Exercise requirements: Every line from the one containing "async fn update_status(&self, id: &str, update: StatusUpdate)" to the final line of the material below must be reproduced exactly; leave out all other lines.

Material for the task:
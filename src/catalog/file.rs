use super::not_found;
use super::CatalogRepository;
use crate::errors::{Result, SupervisorError};
use crate::service::{ServiceDefinition, StatusUpdate};
use async_trait::async_trait;
use std::path::{Path, PathBuf};
use tokio::fs;

/// A catalog backed by one JSON document per service id under `root`. Writes go to a
/// sibling `.tmp` file and are renamed into place, so a reader never observes a
/// half-written document even if the process is killed mid-write.
pub struct FileCatalog {
    root: PathBuf,
}

impl FileCatalog {
    pub fn new(root: impl Into<PathBuf>) -> Self {
        Self { root: root.into() }
    }

    fn path_for(&self, id: &str) -> PathBuf {
        self.root.join(format!("{id}.json"))
    }

    /// Creates the backing directory if it does not already exist.
    pub async fn ensure_root(&self) -> Result<()> {
        fs::create_dir_all(&self.root).await?;
        Ok(())
    }

    async fn write_atomic(&self, path: &Path, contents: &str) -> Result<()> {
        let tmp_path = path.with_extension("json.tmp");
        fs::write(&tmp_path, contents).await?;
        fs::rename(&tmp_path, path).await?;
        Ok(())
    }

    async fn read_definition(&self, id: &str) -> Result<ServiceDefinition> {
        let path = self.path_for(id);
        let bytes = fs::read(&path).await.map_err(|_| not_found(id))?;
        let def: ServiceDefinition = serde_json::from_slice(&bytes)?;
        Ok(def)
    }

    async fn write_definition(&self, def: &ServiceDefinition) -> Result<()> {
        let path = self.path_for(&def.id);
        let contents = serde_json::to_string_pretty(def)?;
        self.write_atomic(&path, &contents).await
    }

    /// Seeds or replaces a definition on disk.
    pub async fn upsert(&self, definition: &ServiceDefinition) -> Result<()> {
        self.ensure_root().await?;
        self.write_definition(definition).await
    }
}

#[async_trait]
impl CatalogRepository for FileCatalog {
    async fn load(&self, id: &str) -> Result<ServiceDefinition> {
        self.read_definition(id).await
    }

    async fn update_status(&self, id: &str, update: StatusUpdate) -> Result<()> {
        let mut def = self.read_definition(id).await?;
        def.status = update.status;
        if let Some(pid) = update.pid {
            def.pid = pid;
        }
        if let Some(start_time) = update.start_time {
            def.start_time = start_time;
        }
        if let Some(stop_time) = update.stop_time {
            def.stop_time = stop_time;
        }
        if let Some(last_error) = update.last_error {
            def.last_error = last_error;
        }
        self.write_definition(&def).await
    }

    async fn update_logs(&self, id: &str, lines: &[String]) -> Result<()> {
        let mut def = self.read_definition(id).await?;
        def.logs = lines.to_vec();
        self.write_definition(&def).await
    }
}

Reply:
    async fn update_status(&self, id: &str, update: StatusUpdate) -> Result<()> {
        let mut def = self.read_definition(id).await?;
        def.status = update.status;
        if let Some(pid) = update.pid {
            def.pid = pid;
        }
        if let Some(start_time) = update.start_time {
            def.start_time = start_time;
        }
        if let Some(stop_time) = update.stop_time {
            def.stop_time = stop_time;
        }
        if let Some(last_error) = update.last_error {
            def.last_error = last_error;
        }
        self.write_definition(&def).await
    }

    async fn update_logs(&self, id: &str, lines: &[String]) -> Result<()> {
        let mut def = self.read_definition(id).await?;
        def.logs = lines.to_vec();
        self.write_definition(&def).await
    }
}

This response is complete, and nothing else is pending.